Tatva is now in talks to provide welfare areas at several other major festivals around the country. “Now, thankfully, people are like, ‘Oh yeah, we do need that,” Malviya says, “because we will have people who are going to struggle, and we’re going to either have to hand them to the police, or take them in the back of an ambulance van, or the third thing is that your parents will get called’—all these things which don’t actually help the person who is struggling.”
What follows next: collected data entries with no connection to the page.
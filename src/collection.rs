//! Multidimensional counter history keyed by identity, uid, set and tag.

use std::collections::{BTreeMap, BTreeSet};
use std::fs::File;
use std::io::{BufReader, Read, Write};
use std::path::Path;

use crate::history::{Counters, History};
use crate::rotator::{StreamReader, StreamWriter};
use crate::snapshot::{SetKind, TAG_NONE, UID_ALL};
use crate::wire;
use crate::{Error, Result};

const MAGIC: u32 = u32::from_le_bytes(*b"MTRC");
const VERSION: u16 = 1;

const LEGACY_MAGIC: u32 = u32::from_le_bytes(*b"MTRL");
const LEGACY_VERSION: u16 = 0;

/// One network an interface was attached to while counters accumulated.
#[derive(Debug, Clone, PartialEq, Eq, PartialOrd, Ord)]
pub struct Identity {
    pub kind: u32,
    pub scope: Option<String>,
    pub roaming: bool,
}

impl Identity {
    pub fn new(kind: u32) -> Self {
        Self {
            kind,
            scope: None,
            roaming: false,
        }
    }
}

/// Set of identities an interface resolved to. Ordered so it can serve as
/// part of a map key and serialize deterministically.
pub type IdentitySet = BTreeSet<Identity>;

/// Full key a history is recorded under.
#[derive(Debug, Clone, PartialEq, Eq, PartialOrd, Ord)]
pub struct Key {
    pub ident: IdentitySet,
    pub uid: u32,
    pub set: SetKind,
    pub tag: u32,
}

/// Predicate over keys used by summary queries. Unset fields match
/// anything; identity fields match when any member of the set matches.
#[derive(Debug, Clone, Default, PartialEq, Eq)]
pub struct Template {
    pub kind: Option<u32>,
    pub scope: Option<String>,
    pub uid: Option<u32>,
}

impl Template {
    pub fn any() -> Self {
        Self::default()
    }

    pub fn for_uid(uid: u32) -> Self {
        Self {
            uid: Some(uid),
            ..Self::default()
        }
    }

    pub fn matches(&self, key: &Key) -> bool {
        if let Some(uid) = self.uid {
            if key.uid != uid {
                return false;
            }
        }
        if self.kind.is_none() && self.scope.is_none() {
            return true;
        }
        key.ident.iter().any(|ident| {
            self.kind.map_or(true, |kind| ident.kind == kind)
                && self
                    .scope
                    .as_deref()
                    .map_or(true, |scope| ident.scope.as_deref() == Some(scope))
        })
    }
}

/// In-memory collection of bucketed histories. Streams fold into the
/// collection on read, so reading several rotated files accumulates their
/// union; the dirty flag tracks whether anything was recorded since the
/// last [`StatsCollection::clear_dirty`].
#[derive(Debug, Clone)]
pub struct StatsCollection {
    bucket_duration: i64,
    entries: BTreeMap<Key, History>,
    total_bytes: i64,
    dirty: bool,
}

impl StatsCollection {
    pub fn new(bucket_duration: i64) -> Self {
        Self {
            bucket_duration,
            entries: BTreeMap::new(),
            total_bytes: 0,
            dirty: false,
        }
    }

    pub fn bucket_duration(&self) -> i64 {
        self.bucket_duration
    }

    pub fn is_empty(&self) -> bool {
        self.entries.is_empty()
    }

    pub fn is_dirty(&self) -> bool {
        self.dirty
    }

    pub fn clear_dirty(&mut self) {
        self.dirty = false;
    }

    /// Total bytes recorded across all histories, maintained incrementally
    /// as the persistence-threshold signal.
    pub fn total_bytes(&self) -> i64 {
        self.total_bytes
    }

    /// Earliest bucket start across all histories, or `i64::MAX`.
    pub fn start_millis(&self) -> i64 {
        self.entries
            .values()
            .map(|history| history.start_millis())
            .min()
            .unwrap_or(i64::MAX)
    }

    /// Latest bucket end across all histories, or `i64::MIN`.
    pub fn end_millis(&self) -> i64 {
        self.entries
            .values()
            .map(|history| history.end_millis())
            .max()
            .unwrap_or(i64::MIN)
    }

    /// Drop all recorded data.
    pub fn reset(&mut self) {
        self.entries.clear();
        self.total_bytes = 0;
        self.dirty = false;
    }

    /// Record counters for the given key over `[start_millis, end_millis)`.
    pub fn record_data(
        &mut self,
        ident: &IdentitySet,
        uid: u32,
        set: SetKind,
        tag: u32,
        start_millis: i64,
        end_millis: i64,
        counters: Counters,
    ) {
        let key = Key {
            ident: ident.clone(),
            uid,
            set,
            tag,
        };
        self.entries
            .entry(key)
            .or_insert_with(|| History::new(self.bucket_duration))
            .record(start_millis, end_millis, counters);
        self.total_bytes += counters.total_bytes();
        self.dirty = true;
    }

    /// Fold a whole history under the given key.
    pub fn record_history(&mut self, key: &Key, history: &History) {
        self.entries
            .entry(key.clone())
            .or_insert_with(|| History::new(self.bucket_duration))
            .record_history(history);
        self.total_bytes += history.total_bytes();
        self.dirty = true;
    }

    /// Fold every history of `other` into this collection.
    pub fn record_collection(&mut self, other: &StatsCollection) {
        for (key, history) in &other.entries {
            self.record_history(key, history);
        }
    }

    /// Drop every history recorded under `uid`. Marks the collection dirty
    /// only when something was actually removed.
    pub fn remove_uid(&mut self, uid: u32) {
        let removed: Vec<Key> = self
            .entries
            .keys()
            .filter(|key| key.uid == uid)
            .cloned()
            .collect();
        for key in removed {
            if let Some(history) = self.entries.remove(&key) {
                self.total_bytes -= history.total_bytes();
                self.dirty = true;
            }
        }
    }

    /// Sum counters over `[from_millis, to_millis]` for keys matching the
    /// template.
    pub fn summarize(&self, template: &Template, from_millis: i64, to_millis: i64) -> Counters {
        let mut totals = Counters::default();
        for (key, history) in &self.entries {
            if template.matches(key) {
                totals += history.summarize(from_millis, to_millis);
            }
        }
        totals
    }

    /// Fold serialized histories from `src` into this collection.
    pub fn read(&mut self, src: &mut dyn Read) -> Result<()> {
        let mut buf = Vec::new();
        src.read_to_end(&mut buf)?;
        if buf.len() < 10 {
            return Err(Error::Corrupt("collection truncated"));
        }

        let (body, trailer) = buf.split_at(buf.len() - 4);
        let expected = u32::from_le_bytes(trailer.try_into().expect("slice length"));
        let mut hasher = crc32fast::Hasher::new();
        hasher.update(body);
        if hasher.finalize() != expected {
            return Err(Error::Corrupt("collection crc mismatch"));
        }

        let mut cursor: &[u8] = body;
        let magic = wire::read_u32(&mut cursor)?;
        if magic != MAGIC {
            return Err(Error::Corrupt("bad collection magic"));
        }
        let version = wire::read_u16(&mut cursor)?;
        if version != VERSION {
            return Err(Error::UnsupportedVersion(version));
        }

        let count = wire::read_u32(&mut cursor)?;
        for _ in 0..count {
            let key = read_key(&mut cursor)?;
            let history = History::read(&mut cursor)?;
            self.record_history(&key, &history);
        }
        if !cursor.is_empty() {
            return Err(Error::Corrupt("trailing bytes after collection"));
        }
        Ok(())
    }

    /// Serialize all histories to `dst`.
    pub fn write(&self, dst: &mut dyn Write) -> Result<()> {
        let mut body = Vec::new();
        wire::write_u32(&mut body, MAGIC)?;
        wire::write_u16(&mut body, VERSION)?;
        wire::write_u32(&mut body, self.entries.len() as u32)?;
        for (key, history) in &self.entries {
            write_key(&mut body, key)?;
            history.write(&mut body)?;
        }

        let mut hasher = crc32fast::Hasher::new();
        hasher.update(&body);
        let crc = hasher.finalize();

        dst.write_all(&body)?;
        dst.write_all(&crc.to_le_bytes())?;
        Ok(())
    }

    /// Fold a legacy single-file journal of summary records, ignoring
    /// per-uid attribution.
    pub fn read_legacy_network(&mut self, path: &Path) -> Result<()> {
        for record in read_legacy_records(path)? {
            let mut ident = IdentitySet::new();
            ident.insert(record.identity);
            self.record_data(
                &ident,
                UID_ALL,
                SetKind::Default,
                TAG_NONE,
                record.start_millis,
                record.end_millis,
                record.counters,
            );
        }
        Ok(())
    }

    /// Fold a legacy single-file journal of per-uid records, keeping only
    /// the requested tag class.
    pub fn read_legacy_uid(&mut self, path: &Path, only_tags: bool) -> Result<()> {
        for record in read_legacy_records(path)? {
            if (record.tag == TAG_NONE) == only_tags {
                continue;
            }
            let mut ident = IdentitySet::new();
            ident.insert(record.identity);
            self.record_data(
                &ident,
                record.uid,
                record.set,
                record.tag,
                record.start_millis,
                record.end_millis,
                record.counters,
            );
        }
        Ok(())
    }
}

impl StreamReader for StatsCollection {
    fn read(&mut self, src: &mut dyn Read) -> Result<()> {
        StatsCollection::read(self, src)
    }
}

impl StreamWriter for StatsCollection {
    fn write(&mut self, dst: &mut dyn Write) -> Result<()> {
        StatsCollection::write(self, dst)
    }
}

fn write_key(dst: &mut dyn Write, key: &Key) -> Result<()> {
    wire::write_u32(dst, key.ident.len() as u32)?;
    for ident in &key.ident {
        wire::write_u32(dst, ident.kind)?;
        match &ident.scope {
            Some(scope) => {
                wire::write_u32(dst, scope.len() as u32)?;
                dst.write_all(scope.as_bytes())?;
            }
            None => wire::write_u32(dst, u32::MAX)?,
        }
        wire::write_u8(dst, ident.roaming as u8)?;
    }
    wire::write_u32(dst, key.uid)?;
    wire::write_u8(dst, key.set.to_wire())?;
    wire::write_u32(dst, key.tag)?;
    Ok(())
}

fn read_key(src: &mut dyn Read) -> Result<Key> {
    let member_count = wire::read_u32(src)?;
    let mut ident = IdentitySet::new();
    for _ in 0..member_count {
        let kind = wire::read_u32(src)?;
        let scope_len = wire::read_u32(src)?;
        let scope = if scope_len == u32::MAX {
            None
        } else {
            let mut bytes = vec![0u8; scope_len as usize];
            src.read_exact(&mut bytes)?;
            Some(
                String::from_utf8(bytes)
                    .map_err(|_| Error::Corrupt("identity scope not utf-8"))?,
            )
        };
        let roaming = match wire::read_u8(src)? {
            0 => false,
            1 => true,
            _ => return Err(Error::Corrupt("bad roaming flag")),
        };
        ident.insert(Identity {
            kind,
            scope,
            roaming,
        });
    }

    let uid = wire::read_u32(src)?;
    let set = SetKind::from_wire(wire::read_u8(src)?)
        .ok_or(Error::Corrupt("bad set kind"))?;
    let tag = wire::read_u32(src)?;

    Ok(Key {
        ident,
        uid,
        set,
        tag,
    })
}

struct LegacyRecord {
    identity: Identity,
    uid: u32,
    set: SetKind,
    tag: u32,
    start_millis: i64,
    end_millis: i64,
    counters: Counters,
}

fn read_legacy_records(path: &Path) -> Result<Vec<LegacyRecord>> {
    let file = File::open(path)?;
    let mut src = BufReader::new(file);
    let src: &mut dyn Read = &mut src;

    let magic = wire::read_u32(src)?;
    if magic != LEGACY_MAGIC {
        return Err(Error::Corrupt("bad legacy magic"));
    }
    let version = wire::read_u16(src)?;
    if version != LEGACY_VERSION {
        return Err(Error::UnsupportedVersion(version));
    }

    let count = wire::read_u32(src)?;
    let mut records = Vec::with_capacity(count.min(1024) as usize);
    for _ in 0..count {
        let kind = wire::read_u32(src)?;
        let scope_len = wire::read_u32(src)?;
        let scope = if scope_len == u32::MAX {
            None
        } else {
            let mut bytes = vec![0u8; scope_len as usize];
            src.read_exact(&mut bytes)?;
            Some(
                String::from_utf8(bytes)
                    .map_err(|_| Error::Corrupt("identity scope not utf-8"))?,
            )
        };
        let roaming = wire::read_u8(src)? != 0;
        let uid = wire::read_u32(src)?;
        let set = SetKind::from_wire(wire::read_u8(src)?)
            .ok_or(Error::Corrupt("bad set kind"))?;
        let tag = wire::read_u32(src)?;
        let start_millis = wire::read_i64(src)?;
        let end_millis = wire::read_i64(src)?;
        let counters = Counters {
            rx_bytes: wire::read_i64(src)?,
            rx_packets: wire::read_i64(src)?,
            tx_bytes: wire::read_i64(src)?,
            tx_packets: wire::read_i64(src)?,
            operations: wire::read_i64(src)?,
        };

        records.push(LegacyRecord {
            identity: Identity {
                kind,
                scope,
                roaming,
            },
            uid,
            set,
            tag,
            start_millis,
            end_millis,
            counters,
        });
    }

    Ok(records)
}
Tatva’s welfare area at Magnetic Fields. Photo: Vishakha Jindal

The organization will be providing a dedicated emotional welfare tent at Magnetic Fields for the third year now—and it’s not just psychedelic drug overdoses that they treat. “We had everything from somebody who’d cut a finger to somebody who’d gotten into a fight with their boyfriend to somebody who had a 12-hour long psychotic episode due to taking something that they didn’t understand,” says Malviya. She explains that many of the people who end up needing the welfare area are often the musicians themselves, who suddenly find themselves within easy access of mood-altering substances after they finish playing their sets.

“We want to be the buffer between the uniformed person who’s going to do whatever, and the festival,” Malviya says. The tents also serve an educational purpose: “[Festival-goers are] getting no information on their health whatsoever, whether that’s about staying hydrated, or that’s about the kind of tents that they’re staying in, or safety about something that somebody might offer you in a drink, or mixing certain things with certain things.” Tatva’s wellness areas aim to help festival-goers make informed choices about the substances they take. “That’s why it’s called harm reduction,” she says.